Voice Configuration
Configure text-to-speech providers, voice selection, speech-to-text settings, interruption handling, and audio behavior for your voice agents.
Voice Configuration
How your agent sounds defines the caller experience. thinnestAI gives you full control over text-to-speech, speech-to-text, interruption behavior, and conversational timing. This guide covers every setting you can tune.
Choosing a TTS Provider
thinnestAI supports 8 text-to-speech providers — from ultra-low-latency engines for real-time voice to specialized providers for Indian languages.
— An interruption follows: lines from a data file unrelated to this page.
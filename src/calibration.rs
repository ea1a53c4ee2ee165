//! Software zero-offset calibration.

use crate::device::Device;
use crate::error::DeviceResult;
use serde::Serialize;

/// Injection voltage left on the board after calibrating (V).
pub const CALIBRATION_DISCHARGE_VOLT: f64 = 10.0;

/// Offsets stored on the board.
#[derive(Debug, Clone, Copy, PartialEq, Serialize)]
pub struct CalibrationOffsets {
    /// Mean current with the relays open (mA)
    pub current: f64,
    /// Mean shunt voltage with the relays open (mV)
    pub shunt: f64,
}

/// Average `samples` open-circuit current and shunt readings with the source on, store
/// them as the board's zero offsets and discharge.
pub async fn soft_calibrate(device: &dyn Device, samples: u32) -> DeviceResult<CalibrationOffsets> {
    let n = samples.max(1);
    device.enable_injection(true).await?;
    device.probe_off().await?;

    let mut current = 0.0;
    let mut shunt = 0.0;
    for i in 0..n {
        let c = device.measure_current().await?;
        let s = device.measure_shunt().await?;
        tracing::debug!(sample = i, current = c, shunt = s, "Calibration sample");
        current += c;
        shunt += s;
    }
    let offsets = CalibrationOffsets {
        current: current / f64::from(n),
        shunt: shunt / f64::from(n),
    };

    device
        .set_calibration_offsets(offsets.current, offsets.shunt)
        .await?;
    device.discharge(CALIBRATION_DISCHARGE_VOLT).await?;
    tracing::info!(current = offsets.current, shunt = offsets.shunt, samples = n, "Calibrated");
    Ok(offsets)
}

#[cfg(test)]
mod tests {
    use super::*;
    use crate::device::{DeviceCall, SimulatedDevice};

    #[tokio::test]
    async fn averages_and_stores_offsets() {
        let dev = SimulatedDevice::new(16);
        dev.script_current([0.2, 0.4, 0.6]);

        let offsets = soft_calibrate(&dev, 3).await.unwrap();
        assert!((offsets.current - 0.4).abs() < 1e-9);
        // relays open: no current through the shunt
        assert_eq!(offsets.shunt, 0.0);

        let calls = dev.calls();
        assert_eq!(calls[0], DeviceCall::EnableInjection(true));
        assert_eq!(calls[1], DeviceCall::ProbeOff);
        assert_eq!(dev.count(|c| *c == DeviceCall::MeasureShunt), 3);
        assert!(calls.contains(&DeviceCall::SetCalibration(offsets.current, 0.0)));
        assert_eq!(calls.last(), Some(&DeviceCall::Discharge(10.0)));
    }
}
//! Authentication and authorization

pub mod handlers;
pub mod jwt;
pub mod service;

use crate::error::ApiError;
use crate::models::{Role, UserInfo};
use axum::{extract::FromRequestParts, http::request::Parts};

/// Per-request authorization context attached by the middleware after a
/// request is admitted. Holds the resolved user (hash stripped) and its
/// current role.
#[derive(Debug, Clone)]
pub struct AuthContext {
    pub user: UserInfo,
    pub role: Role,
}

impl<S> FromRequestParts<S> for AuthContext
where
    S: Send + Sync,
{
    type Rejection = ApiError;

    async fn from_request_parts(parts: &mut Parts, _state: &S) -> Result<Self, Self::Rejection> {
        parts
            .extensions
            .get::<AuthContext>()
            .cloned()
            .ok_or_else(|| ApiError::Unauthorized("Not authorized".to_string()))
    }
}
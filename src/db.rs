//! Database connection bootstrap
//!
//! The pool is built once at startup and handed to each store constructor;
//! there is no process-wide connection singleton.

use anyhow::Context;
use sqlx::{
    sqlite::{SqliteConnectOptions, SqlitePoolOptions},
    SqlitePool,
};
use tracing::{debug, info};

/// Shared database handle
#[derive(Debug, Clone)]
pub struct Database {
    pool: SqlitePool,
}

impl Database {
    /// Connect to the database and create tables if they do not exist
    pub async fn connect(database_url: &str) -> anyhow::Result<Self> {
        info!("Connecting to database: {}", database_url);

        let pool = if database_url.contains(":memory:") {
            // A pooled in-memory SQLite database gets a fresh database per
            // connection; pin the pool to one connection so DDL is visible
            // to every acquire.
            SqlitePoolOptions::new()
                .max_connections(1)
                .connect(database_url)
                .await
                .context("Failed to connect to in-memory database")?
        } else {
            let db_path = database_url.strip_prefix("sqlite:").unwrap_or(database_url);

            if let Some(parent) = std::path::Path::new(db_path).parent() {
                if !parent.as_os_str().is_empty() && !parent.exists() {
                    std::fs::create_dir_all(parent)
                        .context("Failed to create database directory")?;
                }
            }

            let options = SqliteConnectOptions::new()
                .filename(db_path)
                .create_if_missing(true);

            SqlitePoolOptions::new()
                .connect_with(options)
                .await
                .context("Failed to connect to database")?
        };

        info!("Database connection established");

        Self::create_tables(&pool).await?;

        Ok(Self { pool })
    }

    /// Get a reference to the connection pool
    pub fn pool(&self) -> &SqlitePool {
        &self.pool
    }

    async fn create_tables(pool: &SqlitePool) -> anyhow::Result<()> {
        debug!("Creating roles table");
        sqlx::query(
            r#"
            CREATE TABLE IF NOT EXISTS roles (
                id TEXT PRIMARY KEY,
                name TEXT UNIQUE NOT NULL,
                permissions TEXT NOT NULL DEFAULT '[]',
                created_at TEXT NOT NULL,
                updated_at TEXT NOT NULL
            )
            "#,
        )
        .execute(pool)
        .await
        .context("Failed to create roles table")?;

        debug!("Creating users table");
        sqlx::query(
            r#"
            CREATE TABLE IF NOT EXISTS users (
                id TEXT PRIMARY KEY,
                username TEXT UNIQUE NOT NULL,
                email TEXT UNIQUE NOT NULL,
                password_hash TEXT NOT NULL,
                role_id TEXT NOT NULL REFERENCES roles(id),
                is_active BOOLEAN NOT NULL DEFAULT TRUE,
                created_at TEXT NOT NULL,
                updated_at TEXT NOT NULL
            )
            "#,
        )
        .execute(pool)
        .await
        .context("Failed to create users table")?;

        sqlx::query("CREATE INDEX IF NOT EXISTS idx_users_username ON users(username)")
            .execute(pool)
            .await
            .context("Failed to create username index")?;

        sqlx::query("CREATE INDEX IF NOT EXISTS idx_users_email ON users(email)")
            .execute(pool)
            .await
            .context("Failed to create email index")?;

        info!("Database tables ready");
        Ok(())
    }
}
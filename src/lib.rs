//! Gatekeeper
//!
//! Role-based access control service: user registration and login with JWT
//! issuance, and per-route authorization gated by role.

pub mod auth;
pub mod db;
pub mod error;
pub mod handlers;
pub mod middleware;
pub mod models;
pub mod routes;
pub mod server;
pub mod state;
pub mod store;

// Re-export main types
pub use error::{ApiError, ApiResult};
pub use server::Server;
pub use state::AppState;

use axum::{
    http::{
        header::{ACCEPT, AUTHORIZATION, CONTENT_TYPE},
        Method,
    },
    routing::get,
    Router,
};
use models::{default_role_seeds, RoleSeed};
use tower_http::{
    cors::{Any, CorsLayer},
    trace::TraceLayer,
};
use tracing::warn;

/// Create the main application router
pub fn create_app(state: AppState) -> Router {
    let cors = CorsLayer::new()
        .allow_origin(Any)
        .allow_methods([
            Method::GET,
            Method::POST,
            Method::PUT,
            Method::PATCH,
            Method::DELETE,
        ])
        .allow_headers([AUTHORIZATION, ACCEPT, CONTENT_TYPE]);

    Router::new()
        .route("/", get(handlers::service_info))
        .nest("/api", routes::api_routes(state.clone()))
        .layer(TraceLayer::new_for_http())
        .layer(cors)
        .with_state(state)
}

/// Configuration for the service
#[derive(Debug, Clone)]
pub struct AppConfig {
    /// Server host
    pub host: String,
    /// Server port
    pub port: u16,
    /// Enable development mode (verbose error bodies)
    pub dev_mode: bool,
    /// Database URL
    pub database_url: String,
    /// Token signing secret
    pub jwt_secret: String,
    /// Token lifetime in seconds
    pub token_ttl_secs: i64,
    /// Default roles seeded into an empty role store
    pub role_seeds: Vec<RoleSeed>,
}

impl Default for AppConfig {
    fn default() -> Self {
        Self {
            host: "127.0.0.1".to_string(),
            port: 8080,
            dev_mode: false,
            database_url: "sqlite::memory:".to_string(),
            jwt_secret: "gatekeeper-dev-secret-change-in-production".to_string(),
            token_ttl_secs: 3600,
            role_seeds: default_role_seeds(),
        }
    }
}

impl AppConfig {
    /// Load configuration from environment variables
    pub fn from_env() -> Self {
        let defaults = Self::default();

        let role_seeds = match std::env::var("GATEKEEPER_ROLE_SEEDS") {
            Ok(raw) => match serde_json::from_str::<Vec<RoleSeed>>(&raw) {
                Ok(seeds) if !seeds.is_empty() => seeds,
                Ok(_) => defaults.role_seeds.clone(),
                Err(e) => {
                    warn!("Ignoring malformed GATEKEEPER_ROLE_SEEDS: {}", e);
                    defaults.role_seeds.clone()
                }
            },
            Err(_) => defaults.role_seeds.clone(),
        };

        Self {
            host: std::env::var("GATEKEEPER_HOST").unwrap_or(defaults.host),
            port: std::env::var("GATEKEEPER_PORT")
                .ok()
                .and_then(|p| p.parse().ok())
                .unwrap_or(defaults.port),
            dev_mode: std::env::var("GATEKEEPER_DEV_MODE")
                .ok()
                .and_then(|v| v.parse().ok())
                .unwrap_or(false),
            database_url: std::env::var("DATABASE_URL").unwrap_or(defaults.database_url),
            jwt_secret: std::env::var("JWT_SECRET").unwrap_or(defaults.jwt_secret),
            token_ttl_secs: std::env::var("JWT_TTL_SECS")
                .ok()
                .and_then(|v| v.parse().ok())
                .unwrap_or(defaults.token_ttl_secs),
            role_seeds,
        }
    }

    /// Get the server address
    pub fn address(&self) -> String {
        format!("{}:{}", self.host, self.port)
    }
}

/// Initialize logging for the service
pub fn init_logging() {
    tracing_subscriber::fmt()
        .with_env_filter(
            tracing_subscriber::EnvFilter::try_from_default_env()
                .unwrap_or_else(|_| "gatekeeper=debug,tower_http=debug,axum=debug".into()),
        )
        .init();
}
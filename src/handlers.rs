//! Request handlers for user and role administration

use crate::auth::AuthContext;
use crate::error::ApiResult;
use crate::models::UserInfo;
use crate::AppState;
use axum::{
    extract::{Path, State},
    http::StatusCode,
    response::Json,
};
use serde::Deserialize;
use serde_json::{json, Value};
use tracing::{debug, info};

/// Service description for the root route
pub async fn service_info() -> Json<Value> {
    Json(json!({
        "name": "gatekeeper",
        "message": "Role-based access control API",
        "endpoints": {
            "auth": ["POST /api/auth/register", "POST /api/auth/login", "POST /api/auth/logout"],
            "users": ["GET /api/users", "GET /api/users/profile", "PUT /api/users/profile", "PATCH /api/users/{id}/status"],
            "roles": ["POST /api/roles", "PUT /api/roles/{id}"],
        }
    }))
}

/// Liveness/readiness probe
pub async fn health_check() -> Json<Value> {
    Json(json!({ "status": "ok" }))
}

/// List all users with resolved role names (Admin and Moderator only)
pub async fn list_users(
    State(state): State<AppState>,
    ctx: AuthContext,
) -> ApiResult<Json<Vec<UserInfo>>> {
    debug!("User list requested by: {}", ctx.user.username);
    let users = state.users.list().await?;
    Ok(Json(users))
}

/// Current user's profile, from the per-request authorization context
pub async fn get_profile(ctx: AuthContext) -> Json<Value> {
    Json(json!({
        "user": ctx.user,
        "permissions": ctx.role.permissions,
    }))
}

#[derive(Debug, Deserialize)]
pub struct UpdateProfileRequest {
    pub username: Option<String>,
    pub email: Option<String>,
}

/// Update the current user's profile; absent fields keep current values
pub async fn update_profile(
    State(state): State<AppState>,
    ctx: AuthContext,
    Json(request): Json<UpdateProfileRequest>,
) -> ApiResult<Json<UserInfo>> {
    let updated = state
        .users
        .update_profile(&ctx.user.id, request.username, request.email)
        .await?;

    info!("Profile updated: {}", updated.username);
    Ok(Json(updated.to_info(&ctx.role.name)))
}

#[derive(Debug, Deserialize)]
pub struct UpdateStatusRequest {
    pub is_active: bool,
}

/// Activate or deactivate a user account (Admin only)
pub async fn update_user_status(
    State(state): State<AppState>,
    ctx: AuthContext,
    Path(id): Path<String>,
    Json(request): Json<UpdateStatusRequest>,
) -> ApiResult<Json<Value>> {
    let user = state.users.update_status(&id, request.is_active).await?;

    info!(
        "User {} {} by {}",
        user.username,
        if user.is_active { "activated" } else { "deactivated" },
        ctx.user.username
    );
    Ok(Json(json!({
        "message": format!(
            "User {} successfully",
            if user.is_active { "activated" } else { "deactivated" }
        ),
        "user": {
            "id": user.id,
            "username": user.username,
            "email": user.email,
            "is_active": user.is_active,
        }
    })))
}

#[derive(Debug, Deserialize)]
pub struct CreateRoleRequest {
    pub name: String,
    pub permissions: Vec<String>,
}

/// Create a new role (Admin only)
pub async fn create_role(
    State(state): State<AppState>,
    ctx: AuthContext,
    Json(request): Json<CreateRoleRequest>,
) -> ApiResult<(StatusCode, Json<Value>)> {
    let role = state.roles.create(&request.name, request.permissions).await?;

    info!("Role '{}' created by {}", role.name, ctx.user.username);
    Ok((
        StatusCode::CREATED,
        Json(json!({ "message": "Role created successfully", "role": role })),
    ))
}

#[derive(Debug, Deserialize)]
pub struct UpdateRoleRequest {
    pub name: Option<String>,
    pub permissions: Option<Vec<String>>,
}

/// Update an existing role; only provided fields change (Admin only)
pub async fn update_role(
    State(state): State<AppState>,
    ctx: AuthContext,
    Path(id): Path<String>,
    Json(request): Json<UpdateRoleRequest>,
) -> ApiResult<Json<Value>> {
    let role = state
        .roles
        .update(&id, request.name, request.permissions)
        .await?;

    info!("Role '{}' updated by {}", role.name, ctx.user.username);
    Ok(Json(json!({ "message": "Role updated successfully", "role": role })))
}
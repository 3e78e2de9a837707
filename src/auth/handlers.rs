//! Authentication handlers for registration, login, and logout

use super::service::{AuthResponse, LoginRequest, RegisterRequest};
use super::AuthContext;
use crate::error::ApiResult;
use crate::AppState;
use axum::{extract::State, http::StatusCode, response::Json};
use serde_json::{json, Value};
use tracing::info;

/// Register a new user account and issue a token
pub async fn register(
    State(state): State<AppState>,
    Json(request): Json<RegisterRequest>,
) -> ApiResult<(StatusCode, Json<AuthResponse>)> {
    info!("Registration attempt: {}", request.username);
    let response = state.auth.register(request).await?;
    Ok((StatusCode::CREATED, Json(response)))
}

/// Authenticate with email and password and issue a token
pub async fn login(
    State(state): State<AppState>,
    Json(request): Json<LoginRequest>,
) -> ApiResult<Json<AuthResponse>> {
    info!("Login attempt: {}", request.email);
    let response = state.auth.login(request).await?;
    Ok(Json(response))
}

/// Stateless logout; clients discard the token after calling this
pub async fn logout(ctx: AuthContext) -> Json<Value> {
    info!("User logout: {}", ctx.user.username);
    Json(json!({ "message": "Logged out successfully" }))
}
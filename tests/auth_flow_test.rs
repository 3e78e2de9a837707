//! Registration and login flows over the HTTP surface

mod common;

use axum::http::StatusCode;
use common::{body_json, register, request, test_app};
use serde_json::json;
use tower::ServiceExt;

#[tokio::test]
async fn register_issues_token_bound_to_resolved_role() {
    let (app, state) = test_app().await;

    let response = register(&app, "alice", "a@x.com", None).await;

    assert_eq!(response["user"]["username"], "alice");
    assert_eq!(response["user"]["role"], "User");
    assert_eq!(response["token_type"], "Bearer");
    assert!(response["user"].get("password_hash").is_none());

    // The token's embedded role id must match the role resolved at
    // registration time.
    let claims = state
        .codec
        .verify(response["token"].as_str().unwrap())
        .unwrap();
    let user_role = state.roles.find_by_name("User").await.unwrap().unwrap();
    assert_eq!(claims.role, user_role.id);
    assert_eq!(claims.sub, response["user"]["id"].as_str().unwrap());
}

#[tokio::test]
async fn duplicate_username_or_email_is_conflict() {
    let (app, _state) = test_app().await;
    register(&app, "alice", "a@x.com", None).await;

    // Same username, different email
    let response = app
        .clone()
        .oneshot(request(
            "POST",
            "/api/auth/register",
            Some(json!({ "username": "alice", "email": "b@x.com", "password": "pw1234" })),
            None,
        ))
        .await
        .unwrap();
    assert_eq!(response.status(), StatusCode::CONFLICT);
    assert_eq!(body_json(response).await["message"], "User already exists");

    // Same email, different username
    let response = app
        .clone()
        .oneshot(request(
            "POST",
            "/api/auth/register",
            Some(json!({ "username": "bob", "email": "a@x.com", "password": "pw1234" })),
            None,
        ))
        .await
        .unwrap();
    assert_eq!(response.status(), StatusCode::CONFLICT);
}

#[tokio::test]
async fn register_with_unknown_role_is_rejected() {
    let (app, _state) = test_app().await;

    let response = app
        .oneshot(request(
            "POST",
            "/api/auth/register",
            Some(json!({
                "username": "alice",
                "email": "a@x.com",
                "password": "pw1234",
                "role_name": "SuperUser",
            })),
            None,
        ))
        .await
        .unwrap();

    assert_eq!(response.status(), StatusCode::BAD_REQUEST);
    assert_eq!(body_json(response).await["message"], "Invalid role specified");
}

#[tokio::test]
async fn login_succeeds_with_correct_credentials() {
    let (app, _state) = test_app().await;
    register(&app, "alice", "a@x.com", None).await;

    let response = app
        .oneshot(request(
            "POST",
            "/api/auth/login",
            Some(json!({ "email": "a@x.com", "password": "pw1234" })),
            None,
        ))
        .await
        .unwrap();

    assert_eq!(response.status(), StatusCode::OK);
    let body = body_json(response).await;
    assert_eq!(body["user"]["username"], "alice");
    assert!(body["token"].is_string());
}

#[tokio::test]
async fn login_failures_share_one_message() {
    let (app, _state) = test_app().await;
    register(&app, "alice", "a@x.com", None).await;

    let unknown_email = app
        .clone()
        .oneshot(request(
            "POST",
            "/api/auth/login",
            Some(json!({ "email": "nobody@x.com", "password": "pw1234" })),
            None,
        ))
        .await
        .unwrap();
    assert_eq!(unknown_email.status(), StatusCode::UNAUTHORIZED);
    let unknown_body = body_json(unknown_email).await;

    let wrong_password = app
        .clone()
        .oneshot(request(
            "POST",
            "/api/auth/login",
            Some(json!({ "email": "a@x.com", "password": "wrong!" })),
            None,
        ))
        .await
        .unwrap();
    assert_eq!(wrong_password.status(), StatusCode::UNAUTHORIZED);
    let wrong_body = body_json(wrong_password).await;

    // Identical message for both failure modes, preventing enumeration
    assert_eq!(unknown_body["message"], wrong_body["message"]);
}

#[tokio::test]
async fn logout_requires_a_token() {
    let (app, _state) = test_app().await;
    let token = common::register_for_token(&app, "alice", "a@x.com", None).await;

    let response = app
        .clone()
        .oneshot(request("POST", "/api/auth/logout", None, Some(&token)))
        .await
        .unwrap();
    assert_eq!(response.status(), StatusCode::OK);
    assert_eq!(
        body_json(response).await["message"],
        "Logged out successfully"
    );

    let response = app
        .oneshot(request("POST", "/api/auth/logout", None, None))
        .await
        .unwrap();
    assert_eq!(response.status(), StatusCode::UNAUTHORIZED);
}

#[tokio::test]
async fn short_password_is_a_validation_error() {
    let (app, _state) = test_app().await;

    let response = app
        .oneshot(request(
            "POST",
            "/api/auth/register",
            Some(json!({ "username": "alice", "email": "a@x.com", "password": "pw" })),
            None,
        ))
        .await
        .unwrap();

    assert_eq!(response.status(), StatusCode::BAD_REQUEST);
}
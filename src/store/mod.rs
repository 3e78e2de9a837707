//! Persistent stores for roles and user credentials

pub mod roles;
pub mod users;

pub use roles::RoleStore;
pub use users::UserStore;
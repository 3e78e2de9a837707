//! Shared helpers for integration tests

#![allow(dead_code)]

use axum::{
    body::Body,
    http::{Request, StatusCode},
    Router,
};
use gatekeeper::{create_app, AppConfig, AppState};
use serde_json::{json, Value};
use tower::ServiceExt;

/// Build a test app backed by in-memory SQLite with seeded default roles
pub async fn test_app() -> (Router, AppState) {
    let config = AppConfig {
        database_url: "sqlite::memory:".to_string(),
        jwt_secret: "integration-test-secret".to_string(),
        ..AppConfig::default()
    };
    let state = AppState::new(config).await.unwrap();
    (create_app(state.clone()), state)
}

/// Build a request with optional JSON body and bearer token
pub fn request(method: &str, uri: &str, body: Option<Value>, token: Option<&str>) -> Request<Body> {
    let mut builder = Request::builder().method(method).uri(uri);

    if let Some(token) = token {
        builder = builder.header("Authorization", format!("Bearer {}", token));
    }

    if let Some(body) = body {
        builder
            .header("Content-Type", "application/json")
            .body(Body::from(serde_json::to_string(&body).unwrap()))
            .unwrap()
    } else {
        builder.body(Body::empty()).unwrap()
    }
}

/// Read a response body as JSON
pub async fn body_json(response: axum::response::Response) -> Value {
    let bytes = axum::body::to_bytes(response.into_body(), usize::MAX)
        .await
        .unwrap();
    serde_json::from_slice(&bytes).unwrap()
}

/// Register a user and return the full auth response
pub async fn register(app: &Router, username: &str, email: &str, role_name: Option<&str>) -> Value {
    let mut body = json!({
        "username": username,
        "email": email,
        "password": "pw1234",
    });
    if let Some(role) = role_name {
        body["role_name"] = json!(role);
    }

    let response = app
        .clone()
        .oneshot(request("POST", "/api/auth/register", Some(body), None))
        .await
        .unwrap();
    assert_eq!(response.status(), StatusCode::CREATED);
    body_json(response).await
}

/// Register a user and return just the issued token
pub async fn register_for_token(
    app: &Router,
    username: &str,
    email: &str,
    role_name: Option<&str>,
) -> String {
    register(app, username, email, role_name).await["token"]
        .as_str()
        .unwrap()
        .to_string()
}
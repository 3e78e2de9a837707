//! Token codec: stateless signing and verification of bearer tokens
//!
//! Verification is stateless by design; the trade-off is that a token
//! cannot be revoked mid-lifetime.

use crate::error::ApiError;
use chrono::{Duration, Utc};
use jsonwebtoken::{
    decode, encode, errors::ErrorKind, Algorithm, DecodingKey, EncodingKey, Header, Validation,
};
use serde::{Deserialize, Serialize};
use tracing::debug;

/// Claims embedded in an issued token
#[derive(Debug, Clone, Serialize, Deserialize)]
pub struct Claims {
    /// Subject: user id
    pub sub: String,
    /// Role id bound at issuance; re-resolved from the store per request
    pub role: String,
    /// Issued at (unix timestamp)
    pub iat: i64,
    /// Expiration (unix timestamp)
    pub exp: i64,
}

/// Token verification failures
#[derive(Debug, PartialEq, Eq, thiserror::Error)]
pub enum TokenError {
    #[error("Malformed token")]
    Malformed,
    #[error("Invalid token signature")]
    InvalidSignature,
    #[error("Token has expired")]
    Expired,
    #[error("Token creation failed")]
    Creation,
}

impl From<TokenError> for ApiError {
    fn from(e: TokenError) -> Self {
        match e {
            TokenError::Creation => ApiError::Internal("Token creation failed".to_string()),
            other => ApiError::Unauthorized(other.to_string()),
        }
    }
}

/// Signs and verifies bearer tokens with an HMAC secret from configuration
#[derive(Clone)]
pub struct TokenCodec {
    encoding: EncodingKey,
    decoding: DecodingKey,
    ttl: Duration,
    validation: Validation,
}

impl TokenCodec {
    pub fn new(secret: &[u8], ttl_secs: i64) -> Self {
        let mut validation = Validation::new(Algorithm::HS256);
        // Expiration is exact; no clock leeway.
        validation.leeway = 0;

        Self {
            encoding: EncodingKey::from_secret(secret),
            decoding: DecodingKey::from_secret(secret),
            ttl: Duration::seconds(ttl_secs),
            validation,
        }
    }

    /// Issue a signed token for the given user and role identities
    pub fn issue(&self, user_id: &str, role_id: &str) -> Result<String, TokenError> {
        self.issue_with_ttl(user_id, role_id, self.ttl)
    }

    /// Issue a token with an explicit lifetime
    pub fn issue_with_ttl(
        &self,
        user_id: &str,
        role_id: &str,
        ttl: Duration,
    ) -> Result<String, TokenError> {
        let now = Utc::now();
        let claims = Claims {
            sub: user_id.to_string(),
            role: role_id.to_string(),
            iat: now.timestamp(),
            exp: (now + ttl).timestamp(),
        };

        encode(&Header::default(), &claims, &self.encoding).map_err(|e| {
            debug!("Failed to encode token: {}", e);
            TokenError::Creation
        })
    }

    /// Verify a token and return its claims
    pub fn verify(&self, token: &str) -> Result<Claims, TokenError> {
        decode::<Claims>(token, &self.decoding, &self.validation)
            .map(|data| data.claims)
            .map_err(|e| {
                debug!("Token verification failed: {}", e);
                match e.kind() {
                    ErrorKind::ExpiredSignature => TokenError::Expired,
                    ErrorKind::InvalidSignature => TokenError::InvalidSignature,
                    _ => TokenError::Malformed,
                }
            })
    }
}

#[cfg(test)]
mod tests {
    use super::*;

    fn codec() -> TokenCodec {
        TokenCodec::new(b"test-secret", 3600)
    }

    #[test]
    fn issue_and_verify_roundtrip() {
        let codec = codec();
        let token = codec.issue("user-1", "role-1").unwrap();

        let claims = codec.verify(&token).unwrap();
        assert_eq!(claims.sub, "user-1");
        assert_eq!(claims.role, "role-1");
        assert!(claims.exp > claims.iat);
    }

    #[test]
    fn expired_token_fails_with_expired() {
        let codec = codec();
        let token = codec
            .issue_with_ttl("user-1", "role-1", Duration::seconds(-1))
            .unwrap();

        assert_eq!(codec.verify(&token).unwrap_err(), TokenError::Expired);
    }

    #[test]
    fn token_valid_just_before_expiry() {
        let codec = codec();
        let token = codec
            .issue_with_ttl("user-1", "role-1", Duration::seconds(5))
            .unwrap();

        assert!(codec.verify(&token).is_ok());
    }

    #[test]
    fn wrong_secret_fails_with_invalid_signature() {
        let token = codec().issue("user-1", "role-1").unwrap();
        let other = TokenCodec::new(b"other-secret", 3600);

        assert_eq!(
            other.verify(&token).unwrap_err(),
            TokenError::InvalidSignature
        );
    }

    #[test]
    fn garbage_fails_with_malformed() {
        let codec = codec();
        assert_eq!(
            codec.verify("not-a-token").unwrap_err(),
            TokenError::Malformed
        );
    }
}
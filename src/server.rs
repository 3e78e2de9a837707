//! HTTP server wiring

use crate::{create_app, AppConfig, AppState};
use axum::serve;
use tokio::net::TcpListener;
use tracing::{error, info};

/// Main server: owns the configuration and the shared state
pub struct Server {
    config: AppConfig,
    state: AppState,
}

impl Server {
    /// Create a new server; connects the database and seeds default roles
    pub async fn new(config: AppConfig) -> anyhow::Result<Self> {
        let state = AppState::new(config.clone()).await?;
        Ok(Self { config, state })
    }

    /// Start the server and block until shutdown
    pub async fn start(self) -> anyhow::Result<()> {
        let address = self.config.address();

        info!("🚀 Starting gatekeeper");
        info!("📍 Server address: http://{}", address);
        info!("🔧 Development mode: {}", self.config.dev_mode);

        let app = create_app(self.state);

        let listener = TcpListener::bind(&address).await?;
        info!("✅ Server listening on http://{}", address);

        if let Err(e) = serve(listener, app).await {
            error!("❌ Server error: {}", e);
            return Err(e.into());
        }

        Ok(())
    }

    pub fn config(&self) -> &AppConfig {
        &self.config
    }

    pub fn state(&self) -> &AppState {
        &self.state
    }
}

/// Builder for Server
pub struct ServerBuilder {
    config: AppConfig,
}

impl ServerBuilder {
    pub fn new() -> Self {
        Self {
            config: AppConfig::from_env(),
        }
    }

    pub fn with_config(config: AppConfig) -> Self {
        Self { config }
    }

    pub fn host<S: Into<String>>(mut self, host: S) -> Self {
        self.config.host = host.into();
        self
    }

    pub fn port(mut self, port: u16) -> Self {
        self.config.port = port;
        self
    }

    pub fn dev_mode(mut self, dev_mode: bool) -> Self {
        self.config.dev_mode = dev_mode;
        self
    }

    pub fn database_url<S: Into<String>>(mut self, database_url: S) -> Self {
        self.config.database_url = database_url.into();
        self
    }

    pub async fn build(self) -> anyhow::Result<Server> {
        Server::new(self.config).await
    }
}

impl Default for ServerBuilder {
    fn default() -> Self {
        Self::new()
    }
}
Pick the one that fits your use case.
Sarvam
India-first voice AI. Best-in-class support for Indian languages and accents. If your agents serve Indian customers, Sarvam is the clear choice.
Strengths:
- 10+ Indian languages (Hindi, Tamil, Telugu, Kannada, Bengali, Marathi, Gujarati, Malayalam, Punjabi, Odia)
- Native Indian English accents
- Code-switching support (Hindi-English, Tamil-English, etc.)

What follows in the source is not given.